Spartan military and political leader (died 395 BC)

Lysander (/laɪˈsændər, ˈlaɪˌsændər/; Λύσανδρος Lysandros; c. 454 BC – 395 BC) was a Spartan admiral and statesman who was one of the leading military and political figures of Sparta during the Peloponnesian War.

He destroyed the Athenian fleet at the Battle of Aegospotami in 405 BC, forcing Athens to capitulate and bringing the Peloponnesian Wars to an end. He then played a key role in Sparta's domination of Greece for the next decade until his death at the Battle of Haliartus in 395 BC.
Lysander's vision for Sparta differed from most Spartans; he wanted to overthrow the Athenian Empire and replace it with Spartan hegemony.

==Early life==
Little is known of Lysander's early life.
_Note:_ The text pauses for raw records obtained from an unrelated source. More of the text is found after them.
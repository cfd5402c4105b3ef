//! Chat logic, independent of Telegram.
//!
//! `Dialog` turns user actions (commands, text, button presses) into
//! [`Reply`] values pushed through an [`Outbox`]. The teloxide layer owns
//! delivery; tests collect replies into a `Vec`.

use std::future::Future;
use std::time::Duration;

use chrono::NaiveDate;
use tokio_util::sync::CancellationToken;
use tracing::{debug, error, info};

use super::calendar::{CalendarMonth, CallbackAction, calendar_text};
use super::format::{self, StationHint};
use super::handlers::Command;
use super::keyboards::MenuButton;
use super::split::{TELEGRAM_MESSAGE_LIMIT, split_message};
use crate::conversation::{ConversationStore, Input, PendingSearch, Transition};
use crate::domain::parse_request_date;
use crate::search::{SearchService, TrainProvider};

/// Pause between the parts of a split reply.
pub const PART_PAUSE: Duration = Duration::from_millis(500);

/// How the text of a reply is parsed by Telegram.
#[derive(Debug, Clone, Copy, PartialEq, Eq)]
pub enum TextFormat {
    Plain,
    Markdown,
}

/// Keyboard attached to a reply.
#[derive(Debug, Clone, PartialEq, Eq)]
pub enum Markup {
    None,
    MainMenu,
    /// Station names, two per row.
    Stations(Vec<&'static str>),
    BackToMenu,
    Languages,
    /// Inline back-to-menu button.
    InlineBack,
    Calendar(CalendarMonth),
}

/// One outgoing action.
#[derive(Debug, Clone, PartialEq, Eq)]
pub enum Reply {
    Send {
        text: String,
        format: TextFormat,
        markup: Markup,
    },
    /// Replace the text (and inline keyboard) of a message the bot sent.
    Edit {
        message_id: i32,
        text: String,
        markup: Markup,
    },
    Pause(Duration),
}

impl Reply {
    pub fn markdown(text: impl Into<String>, markup: Markup) -> Self {
        Reply::Send {
            text: text.into(),
            format: TextFormat::Markdown,
            markup,
        }
    }

    pub fn plain(text: impl Into<String>, markup: Markup) -> Self {
        Reply::Send {
            text: text.into(),
            format: TextFormat::Plain,
            markup,
        }
    }
}

/// Destination for replies.
///
/// Delivery failures are the outbox's concern: a failed send is logged
/// there and never aborts the rest of the conversation turn.
pub trait Outbox: Send {
    fn deliver(&mut self, reply: Reply) -> impl Future<Output = ()> + Send;
}

impl Outbox for Vec<Reply> {
    async fn deliver(&mut self, reply: Reply) {
        self.push(reply);
    }
}

/// Which entry point started a search.
#[derive(Debug, Clone, Copy, PartialEq, Eq)]
enum SearchMode {
    /// Menu flow or a typed `from to [date]` line: every train, menu kept.
    Guided,
    /// `/search` and `/search_date`: trains with free seats only.
    Command,
}

impl SearchMode {
    fn menu(self) -> Markup {
        match self {
            SearchMode::Guided => Markup::MainMenu,
            SearchMode::Command => Markup::None,
        }
    }

    fn hint(self) -> StationHint {
        match self {
            SearchMode::Guided => StationHint::MenuButton,
            SearchMode::Command => StationHint::Command,
        }
    }
}

/// Per-bot chat logic shared by every update handler.
pub struct Dialog<P> {
    search: SearchService<P>,
    conversations: ConversationStore,
    shutdown: CancellationToken,
    station_names: Vec<&'static str>,
}

impl<P: TrainProvider> Dialog<P> {
    /// Searches started by this dialog are cancelled with `shutdown`.
    pub fn new(
        search: SearchService<P>,
        conversations: ConversationStore,
        shutdown: CancellationToken,
    ) -> Self {
        let station_names = search.directory().all().iter().map(|s| s.name).collect();
        Self {
            search,
            conversations,
            shutdown,
            station_names,
        }
    }

    pub fn search(&self) -> &SearchService<P> {
        &self.search
    }

    pub fn conversations(&self) -> &ConversationStore {
        &self.conversations
    }

    pub async fn on_command(
        &self,
        chat_id: i64,
        command: Command,
        today: NaiveDate,
        out: &mut impl Outbox,
    ) {
        info!(chat_id, ?command, "command");
        match command {
            Command::Start => {
                self.conversations.reset(chat_id).await;
                out.deliver(Reply::markdown(format::WELCOME, Markup::MainMenu))
                    .await;
            }
            Command::Help => {
                out.deliver(Reply::markdown(format::HELP, Markup::BackToMenu))
                    .await;
            }
            Command::Stations => {
                let listing = format::station_listing(self.search.directory());
                out.deliver(Reply::markdown(listing, Markup::BackToMenu))
                    .await;
            }
            Command::Search(args) => {
                let parts: Vec<&str> = args.split_whitespace().collect();
                let [origin, destination, ..] = parts.as_slice() else {
                    out.deliver(Reply::markdown(format::SEARCH_USAGE, Markup::None))
                        .await;
                    return;
                };
                self.run_search(origin, destination, today, SearchMode::Command, out)
                    .await;
            }
            Command::SearchDate(args) => {
                let parts: Vec<&str> = args.split_whitespace().collect();
                let [origin, destination, date, ..] = parts.as_slice() else {
                    out.deliver(Reply::markdown(format::SEARCH_DATE_USAGE, Markup::None))
                        .await;
                    return;
                };
                let Some(date) = parse_request_date(date) else {
                    out.deliver(Reply::markdown(format::INVALID_DATE, Markup::None))
                        .await;
                    return;
                };
                self.run_search(origin, destination, date, SearchMode::Command, out)
                    .await;
            }
        }
    }

    /// Free text: a menu button label, a station name, or a quick search.
    pub async fn on_text(&self, chat_id: i64, text: &str, today: NaiveDate, out: &mut impl Outbox) {
        if let Some(button) = MenuButton::parse(text) {
            debug!(chat_id, ?button, "menu button");
            self.on_button(chat_id, button, today, out).await;
            return;
        }

        let transition = self
            .conversations
            .apply(chat_id, Input::Text(text), today)
            .await;
        self.render(transition, today, out).await;
    }

    /// Inline button press on message `message_id`.
    pub async fn on_callback(
        &self,
        chat_id: i64,
        message_id: i32,
        data: &str,
        today: NaiveDate,
        out: &mut impl Outbox,
    ) {
        let Some(action) = CallbackAction::parse(data) else {
            debug!(chat_id, data, "ignoring unknown callback");
            return;
        };

        match action {
            CallbackAction::Ignore => {}
            CallbackAction::Month(month) => {
                out.deliver(Reply::Edit {
                    message_id,
                    text: calendar_text(month),
                    markup: Markup::Calendar(month),
                })
                .await;
            }
            CallbackAction::Date(date) => {
                let transition = self
                    .conversations
                    .apply(chat_id, Input::PickDate(date), today)
                    .await;
                if let Transition::DateSelected { date } = transition {
                    out.deliver(Reply::Edit {
                        message_id,
                        text: format::date_selected(date),
                        markup: Markup::None,
                    })
                    .await;
                    out.deliver(Reply::plain(format::PROMPT_ORIGIN, self.stations()))
                        .await;
                } else {
                    self.render(transition, today, out).await;
                }
            }
            CallbackAction::MainMenu => {
                let transition = self
                    .conversations
                    .apply(chat_id, Input::MainMenu, today)
                    .await;
                self.render(transition, today, out).await;
            }
        }
    }

    async fn on_button(
        &self,
        chat_id: i64,
        button: MenuButton,
        today: NaiveDate,
        out: &mut impl Outbox,
    ) {
        let input = match button {
            MenuButton::SearchTrains => Input::StartSearch,
            MenuButton::SearchByDate => Input::StartDatedSearch,
            MenuButton::BackToMainMenu => Input::MainMenu,
            MenuButton::ViewStations => {
                let listing = format::station_listing(self.search.directory());
                out.deliver(Reply::markdown(listing, Markup::BackToMenu))
                    .await;
                return;
            }
            MenuButton::ChangeLanguage => {
                out.deliver(Reply::markdown(format::CHANGE_LANGUAGE, Markup::Languages))
                    .await;
                return;
            }
            MenuButton::Help => {
                out.deliver(Reply::markdown(format::HELP, Markup::BackToMenu))
                    .await;
                return;
            }
            MenuButton::Language(language) => {
                info!(chat_id, %language, "provider language changed");
                self.search.set_language(language).await;
                out.deliver(Reply::markdown(
                    format::language_changed(language),
                    Markup::InlineBack,
                ))
                .await;
                return;
            }
        };

        let transition = self.conversations.apply(chat_id, input, today).await;
        self.render(transition, today, out).await;
    }

    async fn render(&self, transition: Transition, today: NaiveDate, out: &mut impl Outbox) {
        let reply = match transition {
            Transition::PromptOrigin { .. } => {
                Reply::markdown(format::PROMPT_ORIGIN_TODAY, self.stations())
            }
            Transition::PromptDate => {
                let month = CalendarMonth::containing(today);
                Reply::plain(calendar_text(month), Markup::Calendar(month))
            }
            Transition::DateSelected { date } => Reply::plain(
                format!("{}\n\n{}", format::date_selected(date), format::PROMPT_ORIGIN),
                self.stations(),
            ),
            Transition::DateInPast => Reply::plain(format::DATE_IN_PAST, Markup::None),
            Transition::PromptDestination { origin } => {
                Reply::markdown(format::prompt_destination(&origin), self.stations())
            }
            Transition::EmptyStation => Reply::plain(format::EMPTY_STATION, Markup::None),
            Transition::SameStation => Reply::plain(format::SAME_STATION, Markup::None),
            Transition::MainMenu => Reply::markdown(format::WELCOME, Markup::MainMenu),
            Transition::Unrecognized => Reply::markdown(format::UNRECOGNIZED, Markup::MainMenu),
            Transition::Search(pending) => {
                out.deliver(Reply::markdown(
                    format::search_confirmation(&pending.origin, &pending.destination, pending.date),
                    Markup::None,
                ))
                .await;
                self.run_pending(pending, out).await;
                return;
            }
            Transition::QuickSearch(pending) => {
                self.run_pending(pending, out).await;
                return;
            }
        };
        out.deliver(reply).await;
    }

    async fn run_pending(&self, pending: PendingSearch, out: &mut impl Outbox) {
        self.run_search(
            &pending.origin,
            &pending.destination,
            pending.date,
            SearchMode::Guided,
            out,
        )
        .await;
    }

    async fn run_search(
        &self,
        origin: &str,
        destination: &str,
        date: NaiveDate,
        mode: SearchMode,
        out: &mut impl Outbox,
    ) {
        out.deliver(Reply::plain(
            format::searching_notice(origin, destination, date),
            Markup::None,
        ))
        .await;

        let query = self.search.query(origin, destination, date);
        let cancel = self.shutdown.child_token();
        let result = match mode {
            SearchMode::Guided => self.search.find_all(&query, &cancel).await,
            SearchMode::Command => self.search.find_available(&query, &cancel).await,
        };

        let offers = match result {
            Ok(offers) => offers,
            Err(err) => {
                let kind = err.kind();
                error!(
                    origin = query.origin(),
                    destination = query.destination(),
                    %date,
                    ?kind,
                    error = %err,
                    "train search failed"
                );
                out.deliver(Reply::plain(format::failure_message(kind), mode.menu()))
                    .await;
                return;
            }
        };

        if offers.is_empty() {
            out.deliver(Reply::markdown(
                format::no_trains(origin, destination, date, mode.hint()),
                mode.menu(),
            ))
            .await;
            return;
        }

        let parts = split_message(&format::format_results(&offers), TELEGRAM_MESSAGE_LIMIT);
        let last = parts.len() - 1;
        for (i, part) in parts.into_iter().enumerate() {
            if i > 0 {
                out.deliver(Reply::Pause(PART_PAUSE)).await;
            }
            let markup = if i == last { mode.menu() } else { Markup::None };
            out.deliver(Reply::markdown(part, markup)).await;
        }
    }

    fn stations(&self) -> Markup {
        Markup::Stations(self.station_names.clone())
    }
}

#[cfg(test)]
#[path = "dialog_tests.rs"]
mod tests;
His year of birth is estimated at 454 BC. Some ancient authors record that his mother was a helot or slave. Lysander's father was Aristocritus, who was a member of the Spartan Heracleidae; that is, he claimed descent from Heracles but was not a member of a royal family. According to Plutarch, Lysander grew up in poverty and showed himself obedient, conformed to norms, and had a "manly spirit".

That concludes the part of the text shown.